* **TO DO**: Find every line in the records below that contains "HashMap", and copy it.

* **SOURCE MATERIAL**:
Start of Block
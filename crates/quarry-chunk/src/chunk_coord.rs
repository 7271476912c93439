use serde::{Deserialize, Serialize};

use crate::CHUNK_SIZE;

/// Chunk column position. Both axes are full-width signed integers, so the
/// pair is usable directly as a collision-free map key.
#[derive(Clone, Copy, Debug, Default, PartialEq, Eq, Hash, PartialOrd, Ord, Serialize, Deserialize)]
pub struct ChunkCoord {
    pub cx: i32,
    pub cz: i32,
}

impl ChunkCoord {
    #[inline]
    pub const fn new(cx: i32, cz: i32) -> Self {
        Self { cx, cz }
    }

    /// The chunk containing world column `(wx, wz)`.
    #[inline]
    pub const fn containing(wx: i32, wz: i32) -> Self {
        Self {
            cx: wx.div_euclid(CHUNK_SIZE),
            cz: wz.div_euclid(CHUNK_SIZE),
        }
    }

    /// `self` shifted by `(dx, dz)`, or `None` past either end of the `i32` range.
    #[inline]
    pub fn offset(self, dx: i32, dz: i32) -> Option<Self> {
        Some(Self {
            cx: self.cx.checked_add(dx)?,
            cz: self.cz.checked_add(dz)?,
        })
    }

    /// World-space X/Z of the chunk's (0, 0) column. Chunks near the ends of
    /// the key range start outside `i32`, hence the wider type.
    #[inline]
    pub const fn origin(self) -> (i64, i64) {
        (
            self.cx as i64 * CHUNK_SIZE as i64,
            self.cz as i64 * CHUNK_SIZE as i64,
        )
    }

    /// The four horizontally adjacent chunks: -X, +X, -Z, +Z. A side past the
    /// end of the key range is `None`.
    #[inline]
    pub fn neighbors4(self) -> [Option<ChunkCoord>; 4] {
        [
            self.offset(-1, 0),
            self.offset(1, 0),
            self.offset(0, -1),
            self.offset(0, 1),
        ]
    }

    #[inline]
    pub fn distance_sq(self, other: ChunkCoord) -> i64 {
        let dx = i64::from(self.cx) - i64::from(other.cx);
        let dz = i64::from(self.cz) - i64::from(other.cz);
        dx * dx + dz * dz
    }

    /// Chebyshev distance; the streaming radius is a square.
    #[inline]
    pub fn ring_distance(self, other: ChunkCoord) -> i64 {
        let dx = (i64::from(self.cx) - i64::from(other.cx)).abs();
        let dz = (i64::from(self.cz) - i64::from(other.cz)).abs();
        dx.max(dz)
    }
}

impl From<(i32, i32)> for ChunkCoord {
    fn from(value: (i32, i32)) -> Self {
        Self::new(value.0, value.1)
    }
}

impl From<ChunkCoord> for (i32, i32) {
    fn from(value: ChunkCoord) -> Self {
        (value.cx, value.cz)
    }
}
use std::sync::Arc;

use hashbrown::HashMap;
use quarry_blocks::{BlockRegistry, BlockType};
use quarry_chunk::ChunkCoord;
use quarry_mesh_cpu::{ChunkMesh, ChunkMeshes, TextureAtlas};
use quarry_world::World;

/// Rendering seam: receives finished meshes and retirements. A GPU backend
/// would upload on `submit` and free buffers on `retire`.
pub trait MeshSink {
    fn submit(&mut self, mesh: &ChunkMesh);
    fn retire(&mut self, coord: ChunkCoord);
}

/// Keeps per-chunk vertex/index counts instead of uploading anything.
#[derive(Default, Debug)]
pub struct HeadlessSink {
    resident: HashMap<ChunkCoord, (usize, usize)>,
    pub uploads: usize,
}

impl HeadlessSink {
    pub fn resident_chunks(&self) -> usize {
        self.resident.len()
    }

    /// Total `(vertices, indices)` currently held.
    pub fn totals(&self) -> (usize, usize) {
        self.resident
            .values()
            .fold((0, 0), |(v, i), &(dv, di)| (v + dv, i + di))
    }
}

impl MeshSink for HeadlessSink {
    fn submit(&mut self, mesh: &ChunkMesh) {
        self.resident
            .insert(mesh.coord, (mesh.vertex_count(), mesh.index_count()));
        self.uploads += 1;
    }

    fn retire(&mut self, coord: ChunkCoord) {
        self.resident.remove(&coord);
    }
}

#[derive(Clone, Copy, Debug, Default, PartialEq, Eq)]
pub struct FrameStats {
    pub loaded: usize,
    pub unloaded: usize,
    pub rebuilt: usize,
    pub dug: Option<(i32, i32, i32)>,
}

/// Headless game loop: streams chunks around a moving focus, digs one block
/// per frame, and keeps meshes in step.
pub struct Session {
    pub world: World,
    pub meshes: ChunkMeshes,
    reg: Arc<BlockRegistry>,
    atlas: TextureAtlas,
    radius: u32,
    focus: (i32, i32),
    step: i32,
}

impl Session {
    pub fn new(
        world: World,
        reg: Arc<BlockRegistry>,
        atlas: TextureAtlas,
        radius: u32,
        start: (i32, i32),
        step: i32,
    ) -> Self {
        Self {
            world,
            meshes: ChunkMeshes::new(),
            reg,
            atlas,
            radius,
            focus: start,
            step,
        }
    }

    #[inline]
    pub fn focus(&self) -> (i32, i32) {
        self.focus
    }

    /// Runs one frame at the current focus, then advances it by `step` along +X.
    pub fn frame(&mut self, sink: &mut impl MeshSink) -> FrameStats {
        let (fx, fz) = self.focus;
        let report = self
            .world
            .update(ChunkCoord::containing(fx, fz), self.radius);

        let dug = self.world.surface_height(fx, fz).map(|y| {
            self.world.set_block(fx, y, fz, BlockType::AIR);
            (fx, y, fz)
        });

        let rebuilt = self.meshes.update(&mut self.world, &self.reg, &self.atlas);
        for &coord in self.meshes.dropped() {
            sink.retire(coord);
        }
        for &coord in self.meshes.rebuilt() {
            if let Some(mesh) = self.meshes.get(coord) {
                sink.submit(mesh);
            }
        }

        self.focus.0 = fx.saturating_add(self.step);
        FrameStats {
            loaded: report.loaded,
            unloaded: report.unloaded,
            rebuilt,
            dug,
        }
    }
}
End of Block
Start of Block
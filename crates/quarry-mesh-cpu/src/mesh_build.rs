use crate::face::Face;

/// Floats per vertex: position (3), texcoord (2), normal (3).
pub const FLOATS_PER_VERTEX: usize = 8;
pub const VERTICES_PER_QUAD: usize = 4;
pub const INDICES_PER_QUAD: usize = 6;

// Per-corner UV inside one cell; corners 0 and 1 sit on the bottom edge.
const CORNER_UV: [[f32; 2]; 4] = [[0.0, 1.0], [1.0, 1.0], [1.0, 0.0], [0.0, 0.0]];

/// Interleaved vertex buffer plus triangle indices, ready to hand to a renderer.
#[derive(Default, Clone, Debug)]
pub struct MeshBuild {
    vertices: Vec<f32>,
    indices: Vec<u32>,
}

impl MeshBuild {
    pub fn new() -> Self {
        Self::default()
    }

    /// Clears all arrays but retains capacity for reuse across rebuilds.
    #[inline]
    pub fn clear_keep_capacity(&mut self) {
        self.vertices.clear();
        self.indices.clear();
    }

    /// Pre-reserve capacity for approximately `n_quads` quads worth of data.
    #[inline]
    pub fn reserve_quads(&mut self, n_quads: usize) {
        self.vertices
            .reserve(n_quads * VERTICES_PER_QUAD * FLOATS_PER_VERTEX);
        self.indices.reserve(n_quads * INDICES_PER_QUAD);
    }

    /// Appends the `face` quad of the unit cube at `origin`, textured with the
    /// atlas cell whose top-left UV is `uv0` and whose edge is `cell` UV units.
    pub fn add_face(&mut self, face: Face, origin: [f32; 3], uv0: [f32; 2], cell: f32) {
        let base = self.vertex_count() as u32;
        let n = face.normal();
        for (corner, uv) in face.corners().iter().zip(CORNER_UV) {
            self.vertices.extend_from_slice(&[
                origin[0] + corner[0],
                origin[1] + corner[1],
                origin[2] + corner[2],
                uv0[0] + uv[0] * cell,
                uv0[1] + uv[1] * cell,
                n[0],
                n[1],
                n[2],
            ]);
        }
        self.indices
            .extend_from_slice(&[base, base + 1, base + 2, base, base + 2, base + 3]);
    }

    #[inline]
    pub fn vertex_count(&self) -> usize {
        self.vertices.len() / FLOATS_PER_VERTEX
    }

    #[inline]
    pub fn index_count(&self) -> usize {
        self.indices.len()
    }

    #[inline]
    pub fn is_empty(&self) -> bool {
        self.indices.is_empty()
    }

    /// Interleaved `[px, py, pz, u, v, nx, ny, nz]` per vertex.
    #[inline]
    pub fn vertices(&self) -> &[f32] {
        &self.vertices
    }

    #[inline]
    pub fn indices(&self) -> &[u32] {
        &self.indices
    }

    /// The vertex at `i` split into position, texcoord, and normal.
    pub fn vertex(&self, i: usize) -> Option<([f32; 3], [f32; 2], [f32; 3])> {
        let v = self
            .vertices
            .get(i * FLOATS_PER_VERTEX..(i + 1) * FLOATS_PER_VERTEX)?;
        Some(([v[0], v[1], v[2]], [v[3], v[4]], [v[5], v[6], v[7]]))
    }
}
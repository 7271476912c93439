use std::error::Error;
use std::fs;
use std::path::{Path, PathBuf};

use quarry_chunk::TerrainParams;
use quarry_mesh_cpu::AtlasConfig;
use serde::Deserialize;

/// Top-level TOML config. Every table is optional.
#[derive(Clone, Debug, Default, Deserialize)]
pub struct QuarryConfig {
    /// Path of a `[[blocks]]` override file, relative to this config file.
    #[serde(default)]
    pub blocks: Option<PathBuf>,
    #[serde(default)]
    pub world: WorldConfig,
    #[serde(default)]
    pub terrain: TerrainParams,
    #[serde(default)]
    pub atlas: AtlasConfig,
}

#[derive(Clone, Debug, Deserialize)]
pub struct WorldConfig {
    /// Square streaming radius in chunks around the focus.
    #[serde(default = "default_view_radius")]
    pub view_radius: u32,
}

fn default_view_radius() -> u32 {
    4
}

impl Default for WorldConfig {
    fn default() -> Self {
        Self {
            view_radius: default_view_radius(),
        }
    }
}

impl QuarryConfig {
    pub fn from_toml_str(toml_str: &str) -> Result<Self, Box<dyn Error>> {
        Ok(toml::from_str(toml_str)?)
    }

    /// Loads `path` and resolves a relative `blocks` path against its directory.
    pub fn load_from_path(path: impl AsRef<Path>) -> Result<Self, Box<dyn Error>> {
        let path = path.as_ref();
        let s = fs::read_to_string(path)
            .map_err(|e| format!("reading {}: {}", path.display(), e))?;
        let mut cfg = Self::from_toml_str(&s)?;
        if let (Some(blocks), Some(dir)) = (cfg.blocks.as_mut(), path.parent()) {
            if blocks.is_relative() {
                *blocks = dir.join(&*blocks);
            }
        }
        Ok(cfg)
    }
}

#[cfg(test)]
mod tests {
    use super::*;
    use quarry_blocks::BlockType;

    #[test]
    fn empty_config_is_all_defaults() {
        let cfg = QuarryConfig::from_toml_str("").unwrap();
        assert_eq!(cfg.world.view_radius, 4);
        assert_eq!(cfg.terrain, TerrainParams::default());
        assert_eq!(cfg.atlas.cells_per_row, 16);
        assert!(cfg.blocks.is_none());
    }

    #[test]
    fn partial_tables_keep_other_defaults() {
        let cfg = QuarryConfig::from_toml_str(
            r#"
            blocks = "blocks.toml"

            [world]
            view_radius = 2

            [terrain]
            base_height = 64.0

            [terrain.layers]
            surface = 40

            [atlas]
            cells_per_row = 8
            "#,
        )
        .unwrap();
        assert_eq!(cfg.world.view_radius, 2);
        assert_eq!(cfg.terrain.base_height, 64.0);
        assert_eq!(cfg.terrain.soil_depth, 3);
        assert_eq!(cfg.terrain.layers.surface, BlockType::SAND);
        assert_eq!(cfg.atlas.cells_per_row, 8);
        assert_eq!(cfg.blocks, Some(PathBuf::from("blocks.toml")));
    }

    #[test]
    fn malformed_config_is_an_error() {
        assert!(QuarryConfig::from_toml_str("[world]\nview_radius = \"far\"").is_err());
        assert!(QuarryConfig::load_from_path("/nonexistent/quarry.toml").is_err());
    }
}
End of Block
* **ANSWER TO THE EXERCISE**:
use hashbrown::HashMap;
    resident: HashMap<ChunkCoord, (usize, usize)>,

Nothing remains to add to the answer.